Exercise goal
Check every line of the entries for "Clone", and copy the lines that hold it.

Listed records
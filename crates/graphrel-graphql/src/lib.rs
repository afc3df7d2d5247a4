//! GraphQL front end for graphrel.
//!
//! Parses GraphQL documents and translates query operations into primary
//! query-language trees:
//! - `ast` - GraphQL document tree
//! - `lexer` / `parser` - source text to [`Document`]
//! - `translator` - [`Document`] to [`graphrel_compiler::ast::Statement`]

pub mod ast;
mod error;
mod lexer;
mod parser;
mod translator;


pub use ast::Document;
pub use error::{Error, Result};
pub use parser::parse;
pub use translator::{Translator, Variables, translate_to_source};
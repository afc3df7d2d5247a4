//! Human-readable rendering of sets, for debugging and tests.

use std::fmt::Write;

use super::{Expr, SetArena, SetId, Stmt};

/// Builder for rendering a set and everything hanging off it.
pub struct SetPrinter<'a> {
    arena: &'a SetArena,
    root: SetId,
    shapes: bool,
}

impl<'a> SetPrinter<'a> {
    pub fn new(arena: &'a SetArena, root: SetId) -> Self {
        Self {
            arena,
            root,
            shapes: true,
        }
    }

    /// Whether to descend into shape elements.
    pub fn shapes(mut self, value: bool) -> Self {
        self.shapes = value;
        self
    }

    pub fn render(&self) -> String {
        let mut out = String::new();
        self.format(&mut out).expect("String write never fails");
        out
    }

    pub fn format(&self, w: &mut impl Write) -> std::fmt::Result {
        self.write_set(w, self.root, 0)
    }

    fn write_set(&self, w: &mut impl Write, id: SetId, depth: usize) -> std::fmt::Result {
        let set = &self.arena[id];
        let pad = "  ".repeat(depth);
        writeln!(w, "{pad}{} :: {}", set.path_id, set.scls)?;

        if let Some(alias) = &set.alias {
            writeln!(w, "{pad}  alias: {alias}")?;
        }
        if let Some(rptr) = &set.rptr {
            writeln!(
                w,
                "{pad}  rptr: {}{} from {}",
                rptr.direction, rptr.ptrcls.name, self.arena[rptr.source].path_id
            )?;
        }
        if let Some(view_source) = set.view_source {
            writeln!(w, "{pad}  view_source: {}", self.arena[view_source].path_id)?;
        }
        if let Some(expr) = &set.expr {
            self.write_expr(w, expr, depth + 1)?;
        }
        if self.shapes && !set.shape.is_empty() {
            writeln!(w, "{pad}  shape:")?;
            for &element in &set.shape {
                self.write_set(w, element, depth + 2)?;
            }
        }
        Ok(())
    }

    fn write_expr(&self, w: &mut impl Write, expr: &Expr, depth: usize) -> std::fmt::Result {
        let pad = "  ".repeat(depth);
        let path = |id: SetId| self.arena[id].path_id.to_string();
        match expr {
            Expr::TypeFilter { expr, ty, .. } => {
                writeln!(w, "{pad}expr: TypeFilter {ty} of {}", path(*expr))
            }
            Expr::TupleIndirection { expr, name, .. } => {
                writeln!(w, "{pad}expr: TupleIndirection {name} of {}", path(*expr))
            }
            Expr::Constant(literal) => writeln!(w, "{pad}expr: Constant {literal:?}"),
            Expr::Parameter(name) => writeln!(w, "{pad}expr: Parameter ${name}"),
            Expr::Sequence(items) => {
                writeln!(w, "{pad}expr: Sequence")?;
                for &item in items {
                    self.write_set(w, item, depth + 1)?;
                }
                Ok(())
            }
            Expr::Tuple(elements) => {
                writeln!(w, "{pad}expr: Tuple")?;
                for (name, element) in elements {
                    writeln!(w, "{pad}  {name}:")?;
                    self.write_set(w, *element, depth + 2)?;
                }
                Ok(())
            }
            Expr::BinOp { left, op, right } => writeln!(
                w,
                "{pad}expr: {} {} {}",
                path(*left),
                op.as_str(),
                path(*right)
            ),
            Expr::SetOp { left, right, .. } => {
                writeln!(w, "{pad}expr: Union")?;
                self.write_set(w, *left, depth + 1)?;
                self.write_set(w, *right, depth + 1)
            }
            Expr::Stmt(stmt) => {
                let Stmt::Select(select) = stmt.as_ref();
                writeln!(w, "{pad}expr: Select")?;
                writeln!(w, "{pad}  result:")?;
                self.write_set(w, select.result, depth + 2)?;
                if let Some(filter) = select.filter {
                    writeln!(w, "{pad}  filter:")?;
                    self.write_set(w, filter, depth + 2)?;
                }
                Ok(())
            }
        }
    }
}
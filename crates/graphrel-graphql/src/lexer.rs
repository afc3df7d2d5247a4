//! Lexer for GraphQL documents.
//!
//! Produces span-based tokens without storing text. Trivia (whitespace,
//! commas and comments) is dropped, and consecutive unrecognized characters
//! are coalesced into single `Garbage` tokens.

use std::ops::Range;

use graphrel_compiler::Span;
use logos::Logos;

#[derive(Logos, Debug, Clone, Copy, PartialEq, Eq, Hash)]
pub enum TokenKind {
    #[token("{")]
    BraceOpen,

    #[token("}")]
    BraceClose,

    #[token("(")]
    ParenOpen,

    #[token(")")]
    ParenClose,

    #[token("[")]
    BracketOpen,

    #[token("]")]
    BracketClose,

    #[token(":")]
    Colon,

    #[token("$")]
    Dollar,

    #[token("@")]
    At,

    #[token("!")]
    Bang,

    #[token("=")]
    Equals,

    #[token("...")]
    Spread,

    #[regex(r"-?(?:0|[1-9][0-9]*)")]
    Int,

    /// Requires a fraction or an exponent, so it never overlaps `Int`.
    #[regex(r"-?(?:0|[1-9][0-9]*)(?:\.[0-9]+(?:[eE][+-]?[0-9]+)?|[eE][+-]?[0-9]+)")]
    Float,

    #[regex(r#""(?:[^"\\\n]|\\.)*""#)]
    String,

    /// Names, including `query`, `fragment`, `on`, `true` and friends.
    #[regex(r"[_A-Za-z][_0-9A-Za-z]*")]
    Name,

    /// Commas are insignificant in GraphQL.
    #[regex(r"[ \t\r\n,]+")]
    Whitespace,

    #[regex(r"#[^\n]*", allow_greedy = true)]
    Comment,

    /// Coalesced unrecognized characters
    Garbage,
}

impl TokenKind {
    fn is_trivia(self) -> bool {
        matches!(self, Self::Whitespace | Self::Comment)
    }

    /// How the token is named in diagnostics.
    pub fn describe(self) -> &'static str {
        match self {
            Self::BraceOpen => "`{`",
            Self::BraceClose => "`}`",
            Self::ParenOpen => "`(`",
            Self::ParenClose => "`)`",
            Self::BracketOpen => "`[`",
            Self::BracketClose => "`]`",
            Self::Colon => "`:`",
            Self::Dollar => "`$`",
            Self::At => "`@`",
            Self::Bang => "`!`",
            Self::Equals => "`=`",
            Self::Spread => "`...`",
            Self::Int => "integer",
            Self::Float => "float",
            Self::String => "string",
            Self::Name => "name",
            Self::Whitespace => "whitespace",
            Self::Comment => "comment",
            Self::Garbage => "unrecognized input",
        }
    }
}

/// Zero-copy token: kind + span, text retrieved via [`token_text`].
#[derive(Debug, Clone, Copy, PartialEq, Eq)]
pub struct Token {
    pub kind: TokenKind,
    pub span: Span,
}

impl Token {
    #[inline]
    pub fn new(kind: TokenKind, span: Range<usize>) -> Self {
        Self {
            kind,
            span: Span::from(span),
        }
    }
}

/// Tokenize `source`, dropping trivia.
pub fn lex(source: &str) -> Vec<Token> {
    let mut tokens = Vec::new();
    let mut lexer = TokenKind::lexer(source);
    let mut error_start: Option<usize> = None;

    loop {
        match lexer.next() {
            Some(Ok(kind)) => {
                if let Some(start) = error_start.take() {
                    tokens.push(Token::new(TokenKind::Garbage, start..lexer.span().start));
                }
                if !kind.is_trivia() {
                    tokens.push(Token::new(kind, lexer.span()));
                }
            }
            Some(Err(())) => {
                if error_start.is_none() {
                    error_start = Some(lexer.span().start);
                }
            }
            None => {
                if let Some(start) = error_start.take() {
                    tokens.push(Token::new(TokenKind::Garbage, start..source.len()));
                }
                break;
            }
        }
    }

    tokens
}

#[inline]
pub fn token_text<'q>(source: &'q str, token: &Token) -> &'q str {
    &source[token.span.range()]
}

Answer for this exercise
#[derive(Logos, Debug, Clone, Copy, PartialEq, Eq, Hash)]
#[derive(Debug, Clone, Copy, PartialEq, Eq)]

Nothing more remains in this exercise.